● Required action: How many lines in the records below contain the word "impl"? Answer with the number and nothing else.

(Records drawn from a dataset)
○ ○ ○ ○ ○
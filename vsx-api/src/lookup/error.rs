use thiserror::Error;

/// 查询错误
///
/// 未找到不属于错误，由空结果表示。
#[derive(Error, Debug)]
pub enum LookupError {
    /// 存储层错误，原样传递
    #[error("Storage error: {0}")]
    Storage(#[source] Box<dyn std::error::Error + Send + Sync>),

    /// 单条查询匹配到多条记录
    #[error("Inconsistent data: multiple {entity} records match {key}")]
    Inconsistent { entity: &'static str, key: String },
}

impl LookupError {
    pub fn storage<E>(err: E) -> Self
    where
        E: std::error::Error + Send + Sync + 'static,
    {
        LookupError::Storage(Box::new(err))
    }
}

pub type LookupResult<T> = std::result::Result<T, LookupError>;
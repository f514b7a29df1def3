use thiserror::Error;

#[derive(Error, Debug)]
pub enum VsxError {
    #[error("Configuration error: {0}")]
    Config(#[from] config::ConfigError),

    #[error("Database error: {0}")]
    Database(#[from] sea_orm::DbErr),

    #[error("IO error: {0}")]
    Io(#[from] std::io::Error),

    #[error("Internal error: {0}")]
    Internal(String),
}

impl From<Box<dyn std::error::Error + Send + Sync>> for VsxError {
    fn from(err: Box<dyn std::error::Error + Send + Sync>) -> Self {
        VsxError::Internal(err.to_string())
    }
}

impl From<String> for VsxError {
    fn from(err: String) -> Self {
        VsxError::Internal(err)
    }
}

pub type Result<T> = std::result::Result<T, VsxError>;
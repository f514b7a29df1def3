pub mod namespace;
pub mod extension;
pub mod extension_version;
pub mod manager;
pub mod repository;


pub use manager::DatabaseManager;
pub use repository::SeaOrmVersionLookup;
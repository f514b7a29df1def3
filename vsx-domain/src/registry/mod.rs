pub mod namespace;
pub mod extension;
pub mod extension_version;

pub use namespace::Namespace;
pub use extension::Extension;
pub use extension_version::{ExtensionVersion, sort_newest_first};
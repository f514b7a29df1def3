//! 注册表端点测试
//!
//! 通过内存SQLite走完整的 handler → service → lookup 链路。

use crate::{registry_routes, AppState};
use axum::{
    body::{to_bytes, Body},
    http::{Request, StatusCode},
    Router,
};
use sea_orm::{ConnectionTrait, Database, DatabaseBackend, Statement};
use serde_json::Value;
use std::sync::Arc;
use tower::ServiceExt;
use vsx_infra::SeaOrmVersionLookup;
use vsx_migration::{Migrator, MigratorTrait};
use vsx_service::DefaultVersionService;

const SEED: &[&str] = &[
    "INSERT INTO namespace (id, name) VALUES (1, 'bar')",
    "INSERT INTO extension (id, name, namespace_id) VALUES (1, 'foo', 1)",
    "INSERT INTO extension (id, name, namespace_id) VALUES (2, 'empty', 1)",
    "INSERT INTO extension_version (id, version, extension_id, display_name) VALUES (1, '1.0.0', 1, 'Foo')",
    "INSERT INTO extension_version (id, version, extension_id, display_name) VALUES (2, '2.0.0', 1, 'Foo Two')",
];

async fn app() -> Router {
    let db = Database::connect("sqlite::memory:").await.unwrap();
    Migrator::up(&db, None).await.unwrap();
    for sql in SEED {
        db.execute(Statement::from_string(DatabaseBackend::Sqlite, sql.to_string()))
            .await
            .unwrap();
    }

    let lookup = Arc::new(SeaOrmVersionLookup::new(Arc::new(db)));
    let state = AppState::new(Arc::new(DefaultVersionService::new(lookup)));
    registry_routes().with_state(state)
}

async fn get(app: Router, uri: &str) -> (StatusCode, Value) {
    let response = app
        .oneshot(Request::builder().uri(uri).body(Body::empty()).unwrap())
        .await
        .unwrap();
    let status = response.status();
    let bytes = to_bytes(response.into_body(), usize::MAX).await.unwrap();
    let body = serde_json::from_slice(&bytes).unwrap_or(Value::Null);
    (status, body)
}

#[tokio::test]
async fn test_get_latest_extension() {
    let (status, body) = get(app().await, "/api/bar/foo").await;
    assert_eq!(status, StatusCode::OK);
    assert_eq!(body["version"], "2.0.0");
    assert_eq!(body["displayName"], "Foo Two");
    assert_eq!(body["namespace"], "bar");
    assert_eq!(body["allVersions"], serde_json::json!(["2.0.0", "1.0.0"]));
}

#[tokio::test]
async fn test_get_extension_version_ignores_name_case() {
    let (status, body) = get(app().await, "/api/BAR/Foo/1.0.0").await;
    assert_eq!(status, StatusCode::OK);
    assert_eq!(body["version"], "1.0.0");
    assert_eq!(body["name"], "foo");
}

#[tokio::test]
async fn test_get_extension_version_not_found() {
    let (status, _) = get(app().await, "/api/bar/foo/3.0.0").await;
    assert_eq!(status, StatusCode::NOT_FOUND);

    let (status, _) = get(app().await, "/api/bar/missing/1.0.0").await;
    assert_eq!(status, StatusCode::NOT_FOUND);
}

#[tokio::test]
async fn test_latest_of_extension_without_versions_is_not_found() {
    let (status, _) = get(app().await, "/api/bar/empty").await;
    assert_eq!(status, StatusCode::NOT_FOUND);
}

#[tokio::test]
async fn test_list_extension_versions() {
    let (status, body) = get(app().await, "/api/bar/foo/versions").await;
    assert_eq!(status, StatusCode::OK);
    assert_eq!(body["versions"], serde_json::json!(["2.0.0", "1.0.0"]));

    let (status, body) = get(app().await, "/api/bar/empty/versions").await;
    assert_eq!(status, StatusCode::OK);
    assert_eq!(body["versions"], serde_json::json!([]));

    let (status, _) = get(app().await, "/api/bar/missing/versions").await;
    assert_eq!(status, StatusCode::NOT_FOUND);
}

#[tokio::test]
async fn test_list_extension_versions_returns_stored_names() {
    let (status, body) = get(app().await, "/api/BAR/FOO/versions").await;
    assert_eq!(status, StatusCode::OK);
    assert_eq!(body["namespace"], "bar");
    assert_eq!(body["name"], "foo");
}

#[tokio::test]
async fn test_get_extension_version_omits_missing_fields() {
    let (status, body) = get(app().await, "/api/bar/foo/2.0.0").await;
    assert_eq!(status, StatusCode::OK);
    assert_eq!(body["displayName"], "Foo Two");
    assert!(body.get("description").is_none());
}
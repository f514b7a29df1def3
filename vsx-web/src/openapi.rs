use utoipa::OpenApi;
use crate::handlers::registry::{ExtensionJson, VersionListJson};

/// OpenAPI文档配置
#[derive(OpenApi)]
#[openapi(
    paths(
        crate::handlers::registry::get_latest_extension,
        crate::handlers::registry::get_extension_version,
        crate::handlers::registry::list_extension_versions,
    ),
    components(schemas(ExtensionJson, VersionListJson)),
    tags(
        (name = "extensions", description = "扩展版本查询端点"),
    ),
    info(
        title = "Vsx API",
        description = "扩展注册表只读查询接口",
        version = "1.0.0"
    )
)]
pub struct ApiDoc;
○ ○ ○ ○ ○
● Task result: 3